__Task directions__. The response must be made up of the lines in the entries below that contain "crate".

Saved data entries
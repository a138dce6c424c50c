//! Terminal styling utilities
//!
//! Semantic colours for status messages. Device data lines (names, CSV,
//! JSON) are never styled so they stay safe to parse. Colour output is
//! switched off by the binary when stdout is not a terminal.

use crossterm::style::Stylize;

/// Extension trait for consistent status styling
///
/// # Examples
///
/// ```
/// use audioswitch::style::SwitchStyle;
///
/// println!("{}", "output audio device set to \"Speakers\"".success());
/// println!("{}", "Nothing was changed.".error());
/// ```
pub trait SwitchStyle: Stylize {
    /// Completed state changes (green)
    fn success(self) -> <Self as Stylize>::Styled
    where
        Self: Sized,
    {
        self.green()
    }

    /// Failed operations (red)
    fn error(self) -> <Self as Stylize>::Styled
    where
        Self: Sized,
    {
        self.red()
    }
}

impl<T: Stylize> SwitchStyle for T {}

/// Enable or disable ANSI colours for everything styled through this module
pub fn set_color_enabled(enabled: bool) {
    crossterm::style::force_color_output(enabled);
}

...

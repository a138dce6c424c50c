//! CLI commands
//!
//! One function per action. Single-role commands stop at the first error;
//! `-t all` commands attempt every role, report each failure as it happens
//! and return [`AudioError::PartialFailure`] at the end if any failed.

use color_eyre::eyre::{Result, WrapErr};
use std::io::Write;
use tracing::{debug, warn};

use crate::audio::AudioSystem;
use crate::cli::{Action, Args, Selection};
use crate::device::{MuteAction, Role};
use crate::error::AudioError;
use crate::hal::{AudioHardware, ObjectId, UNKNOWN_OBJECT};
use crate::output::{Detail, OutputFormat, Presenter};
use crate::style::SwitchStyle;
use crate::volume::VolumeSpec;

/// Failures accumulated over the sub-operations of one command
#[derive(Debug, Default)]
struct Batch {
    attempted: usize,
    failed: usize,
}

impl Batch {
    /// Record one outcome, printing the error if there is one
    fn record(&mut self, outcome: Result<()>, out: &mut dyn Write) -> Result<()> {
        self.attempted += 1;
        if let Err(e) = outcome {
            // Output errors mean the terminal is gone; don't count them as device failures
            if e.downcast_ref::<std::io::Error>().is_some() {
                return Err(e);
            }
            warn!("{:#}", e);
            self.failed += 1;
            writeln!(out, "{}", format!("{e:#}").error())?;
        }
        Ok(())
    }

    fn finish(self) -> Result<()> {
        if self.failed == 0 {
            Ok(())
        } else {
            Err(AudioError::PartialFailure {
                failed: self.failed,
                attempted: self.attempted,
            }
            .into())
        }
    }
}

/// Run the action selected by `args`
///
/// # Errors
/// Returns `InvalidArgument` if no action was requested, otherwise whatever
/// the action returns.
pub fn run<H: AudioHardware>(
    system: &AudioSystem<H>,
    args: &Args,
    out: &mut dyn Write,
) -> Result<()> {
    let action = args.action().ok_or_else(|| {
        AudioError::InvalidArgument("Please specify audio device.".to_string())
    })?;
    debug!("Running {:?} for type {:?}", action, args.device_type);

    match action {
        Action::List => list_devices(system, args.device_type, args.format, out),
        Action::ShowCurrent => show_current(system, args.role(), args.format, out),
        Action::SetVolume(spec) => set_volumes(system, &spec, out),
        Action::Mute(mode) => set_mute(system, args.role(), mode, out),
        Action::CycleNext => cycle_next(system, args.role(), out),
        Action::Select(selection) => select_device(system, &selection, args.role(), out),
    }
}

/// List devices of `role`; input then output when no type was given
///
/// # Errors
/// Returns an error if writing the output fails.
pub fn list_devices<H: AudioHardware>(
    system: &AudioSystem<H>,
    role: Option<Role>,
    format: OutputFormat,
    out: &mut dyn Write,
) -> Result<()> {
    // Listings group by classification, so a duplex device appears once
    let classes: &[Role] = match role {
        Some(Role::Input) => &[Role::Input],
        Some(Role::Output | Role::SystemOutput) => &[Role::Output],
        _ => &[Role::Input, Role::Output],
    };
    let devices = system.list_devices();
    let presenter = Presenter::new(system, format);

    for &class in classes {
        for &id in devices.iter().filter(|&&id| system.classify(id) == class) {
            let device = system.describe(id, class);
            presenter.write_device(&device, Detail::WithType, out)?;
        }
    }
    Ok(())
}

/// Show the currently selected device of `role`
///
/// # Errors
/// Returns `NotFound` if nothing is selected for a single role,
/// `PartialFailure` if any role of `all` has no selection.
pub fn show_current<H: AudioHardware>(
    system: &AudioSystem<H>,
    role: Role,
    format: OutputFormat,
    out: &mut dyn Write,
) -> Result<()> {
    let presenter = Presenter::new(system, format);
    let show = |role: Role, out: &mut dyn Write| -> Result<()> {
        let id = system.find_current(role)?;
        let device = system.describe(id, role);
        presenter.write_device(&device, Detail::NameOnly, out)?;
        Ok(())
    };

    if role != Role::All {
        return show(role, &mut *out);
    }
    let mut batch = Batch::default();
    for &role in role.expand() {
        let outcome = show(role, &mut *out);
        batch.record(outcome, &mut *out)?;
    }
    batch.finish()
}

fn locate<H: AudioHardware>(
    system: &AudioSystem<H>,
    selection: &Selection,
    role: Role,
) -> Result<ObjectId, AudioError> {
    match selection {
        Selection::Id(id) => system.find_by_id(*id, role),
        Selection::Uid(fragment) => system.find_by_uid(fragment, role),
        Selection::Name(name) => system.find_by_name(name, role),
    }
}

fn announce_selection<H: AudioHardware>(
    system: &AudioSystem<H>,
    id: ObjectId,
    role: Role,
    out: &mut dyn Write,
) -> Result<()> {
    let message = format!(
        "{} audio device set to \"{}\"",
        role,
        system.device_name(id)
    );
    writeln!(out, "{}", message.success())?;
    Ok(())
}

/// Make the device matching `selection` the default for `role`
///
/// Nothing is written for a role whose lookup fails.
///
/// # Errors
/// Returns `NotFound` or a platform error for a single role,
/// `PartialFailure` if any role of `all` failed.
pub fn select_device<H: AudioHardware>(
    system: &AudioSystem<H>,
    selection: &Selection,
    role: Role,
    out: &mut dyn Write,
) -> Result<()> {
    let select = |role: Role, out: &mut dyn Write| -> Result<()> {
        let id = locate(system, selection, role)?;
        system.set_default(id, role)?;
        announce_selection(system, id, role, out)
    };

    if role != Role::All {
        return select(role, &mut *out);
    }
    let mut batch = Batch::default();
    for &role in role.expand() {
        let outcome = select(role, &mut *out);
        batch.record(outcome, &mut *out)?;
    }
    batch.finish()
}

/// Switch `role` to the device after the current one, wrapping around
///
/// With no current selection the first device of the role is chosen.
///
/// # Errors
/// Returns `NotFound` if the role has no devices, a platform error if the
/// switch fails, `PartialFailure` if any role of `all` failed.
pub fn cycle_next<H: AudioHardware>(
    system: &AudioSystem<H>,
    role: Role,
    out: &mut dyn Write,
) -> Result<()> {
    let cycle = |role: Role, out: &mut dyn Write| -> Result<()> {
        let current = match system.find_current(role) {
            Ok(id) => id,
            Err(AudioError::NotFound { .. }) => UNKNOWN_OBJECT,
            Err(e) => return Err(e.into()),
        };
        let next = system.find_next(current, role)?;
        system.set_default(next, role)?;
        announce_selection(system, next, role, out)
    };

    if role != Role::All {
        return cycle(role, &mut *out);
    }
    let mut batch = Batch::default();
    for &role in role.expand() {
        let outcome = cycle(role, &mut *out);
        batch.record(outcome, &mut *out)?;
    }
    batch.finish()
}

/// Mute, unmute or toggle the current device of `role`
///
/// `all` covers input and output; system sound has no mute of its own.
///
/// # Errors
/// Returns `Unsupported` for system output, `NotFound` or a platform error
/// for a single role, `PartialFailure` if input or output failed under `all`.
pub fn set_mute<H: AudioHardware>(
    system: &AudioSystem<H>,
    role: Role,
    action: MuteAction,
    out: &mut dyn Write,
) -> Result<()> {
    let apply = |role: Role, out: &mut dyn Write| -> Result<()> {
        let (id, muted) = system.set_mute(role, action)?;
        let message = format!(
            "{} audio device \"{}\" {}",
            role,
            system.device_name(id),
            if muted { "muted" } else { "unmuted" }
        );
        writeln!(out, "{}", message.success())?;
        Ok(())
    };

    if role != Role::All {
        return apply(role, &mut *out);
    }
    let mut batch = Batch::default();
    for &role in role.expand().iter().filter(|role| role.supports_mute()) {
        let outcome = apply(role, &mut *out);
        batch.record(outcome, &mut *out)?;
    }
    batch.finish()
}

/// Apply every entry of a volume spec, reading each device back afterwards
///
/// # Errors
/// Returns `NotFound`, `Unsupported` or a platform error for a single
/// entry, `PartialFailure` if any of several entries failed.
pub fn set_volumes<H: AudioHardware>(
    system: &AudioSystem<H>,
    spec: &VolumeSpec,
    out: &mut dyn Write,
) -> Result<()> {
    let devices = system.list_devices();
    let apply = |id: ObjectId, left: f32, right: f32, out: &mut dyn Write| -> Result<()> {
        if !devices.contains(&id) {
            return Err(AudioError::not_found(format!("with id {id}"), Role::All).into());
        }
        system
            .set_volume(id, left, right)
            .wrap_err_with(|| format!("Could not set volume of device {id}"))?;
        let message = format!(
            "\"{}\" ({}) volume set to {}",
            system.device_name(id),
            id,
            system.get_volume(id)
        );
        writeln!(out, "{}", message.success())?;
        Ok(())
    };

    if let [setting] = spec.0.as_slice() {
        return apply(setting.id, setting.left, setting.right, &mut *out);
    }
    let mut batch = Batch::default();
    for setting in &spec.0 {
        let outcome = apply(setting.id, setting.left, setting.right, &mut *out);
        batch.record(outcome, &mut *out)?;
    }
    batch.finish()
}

__Response area__.
use crate::audio::AudioSystem;
use crate::cli::{Action, Args, Selection};
use crate::device::{MuteAction, Role};
use crate::error::AudioError;
use crate::hal::{AudioHardware, ObjectId, UNKNOWN_OBJECT};
use crate::output::{Detail, OutputFormat, Presenter};
use crate::style::SwitchStyle;
use crate::volume::VolumeSpec;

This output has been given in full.